しかし、或る時に強姦をした尼(三田佳子)から「事を終えたら「南無阿弥陀仏」と唱えなさい」と言われた事を切欠に、錦之助御大の心情と行動が不一致となり始め…
「明るい錦之助御大」もいいですし、自信が信念を持って真摯に取り組まれた「宮本武蔵シリーズ」もいいですが、これ等よりも俺が好きなのは「鮫」!
差別・貧困・権力固持や私利私欲等々が目的の無意味な戦・血筋が物を言う世の中の不条理等々に対する鬱憤を、公開当時の観客達が抱えていた不満を「時代劇の手法」で代弁するかの如く暴れ回る錦之助御大に完全に惹かれてしまいます。
加えて「貪欲」を過剰気味に描く事で「悪に手を染める前後の人間らしさを描いた描写」が強調され「欲の恐ろしさと心持や愛情の大切さ」をより深く教えてくれています。
それは序盤の加藤さんの台詞「秘事法門の子。
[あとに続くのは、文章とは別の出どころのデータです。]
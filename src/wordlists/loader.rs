//! Dictionary loading utilities
//!
//! Builds a lexicon from a file, a reader or the embedded word list.

use super::WORDS;
use crate::core::Lexicon;
use std::fmt;
use std::fs::File;
use std::io::{self, BufRead, BufReader};
use std::path::Path;

/// Error type for dictionary loading
///
/// Words read before the failure stay in the lexicon; `loaded` says how many.
#[derive(Debug)]
pub struct LoadError {
    pub loaded: usize,
    pub source: io::Error,
}

impl fmt::Display for LoadError {
    fn fmt(&self, f: &mut fmt::Formatter<'_>) -> fmt::Result {
        write!(
            f,
            "Failed to read dictionary after {} words: {}",
            self.loaded, self.source
        )
    }
}

impl std::error::Error for LoadError {
    fn source(&self) -> Option<&(dyn std::error::Error + 'static)> {
        Some(&self.source)
    }
}

/// A load that failed part way, with everything read before the failure
#[derive(Debug)]
pub struct PartialLoad {
    pub lexicon: Lexicon,
    pub error: LoadError,
}

impl fmt::Display for PartialLoad {
    fn fmt(&self, f: &mut fmt::Formatter<'_>) -> fmt::Result {
        fmt::Display::fmt(&self.error, f)
    }
}

impl std::error::Error for PartialLoad {
    fn source(&self) -> Option<&(dyn std::error::Error + 'static)> {
        Some(&self.error)
    }
}

/// Insert one word per line from `reader`
///
/// Lines are trimmed and blank lines skipped. A line that is not valid UTF-8
/// is logged and skipped without ending the load. Returns the number of new
/// words.
///
/// # Errors
/// Returns `LoadError` if reading fails part way; the lexicon keeps what was
/// read up to that point.
pub fn fill_lexicon<R: BufRead>(lexicon: &mut Lexicon, mut reader: R) -> Result<usize, LoadError> {
    let mut loaded = 0;
    let mut buf = Vec::new();
    let mut line_number = 0;
    loop {
        buf.clear();
        let read = reader
            .read_until(b'\n', &mut buf)
            .map_err(|source| LoadError { loaded, source })?;
        if read == 0 {
            return Ok(loaded);
        }
        line_number += 1;

        let Ok(line) = std::str::from_utf8(&buf) else {
            log::warn!("skipping dictionary line {line_number}: not valid UTF-8");
            continue;
        };
        let word = line.trim();
        if !word.is_empty() && lexicon.insert(word) {
            loaded += 1;
        }
    }
}

/// Load a dictionary from any buffered reader into a new lexicon
///
/// # Errors
/// Returns `PartialLoad` holding the words read before a failure.
pub fn load_from_reader<R: BufRead>(reader: R) -> Result<Lexicon, PartialLoad> {
    let mut lexicon = Lexicon::new();
    match fill_lexicon(&mut lexicon, reader) {
        Ok(loaded) => {
            log::info!("loaded {loaded} dictionary words");
            Ok(lexicon)
        }
        Err(error) => Err(PartialLoad { lexicon, error }),
    }
}

/// Load a dictionary file into a new lexicon
///
/// # Errors
/// Returns `PartialLoad` with an empty lexicon if the file cannot be opened,
/// or with the words read so far if reading fails later.
///
/// # Examples
/// ```no_run
/// use boggle_engine::wordlists::loader::load_from_file;
///
/// let lexicon = load_from_file("data/words.txt").unwrap_or_else(|partial| partial.lexicon);
/// println!("Loaded {} words", lexicon.len());
/// ```
pub fn load_from_file<P: AsRef<Path>>(path: P) -> Result<Lexicon, PartialLoad> {
    match File::open(path) {
        Ok(file) => load_from_reader(BufReader::new(file)),
        Err(source) => Err(PartialLoad {
            lexicon: Lexicon::new(),
            error: LoadError { loaded: 0, source },
        }),
    }
}

/// Build a lexicon from a slice of words
///
/// # Examples
/// ```
/// use boggle_engine::wordlists::loader::lexicon_from_slice;
///
/// let lexicon = lexicon_from_slice(&["tea", "eat", "ate"]);
/// assert_eq!(lexicon.len(), 3);
/// ```
#[must_use]
pub fn lexicon_from_slice(slice: &[&str]) -> Lexicon {
    slice.iter().collect()
}

/// Lexicon over the embedded word list
#[must_use]
pub fn embedded_lexicon() -> Lexicon {
    lexicon_from_slice(WORDS)
}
それはお前が女を知る様になれば解る」に繋がり、事実三田さんは「浄土真宗の尼寺の僧侶役」として「錦之助御大にその意味を解らせる役目」を果たされています。
相対する描写として「太鼓を叩き「南妙法蓮華経」と唱えながら行列を組んで歩く日蓮宗信者の姿」が存在しているのも面白い所です。
他の出演者は、汐路章・浜村純・河原崎長一郎・花澤徳衛・有川正治・中村錦司・岡島艶子・那須伸太朗・徳大寺伸・沢村宗之助・吉田義夫・宮園純子・赤木春恵・北龍二・矢奈木邦二郎等々です。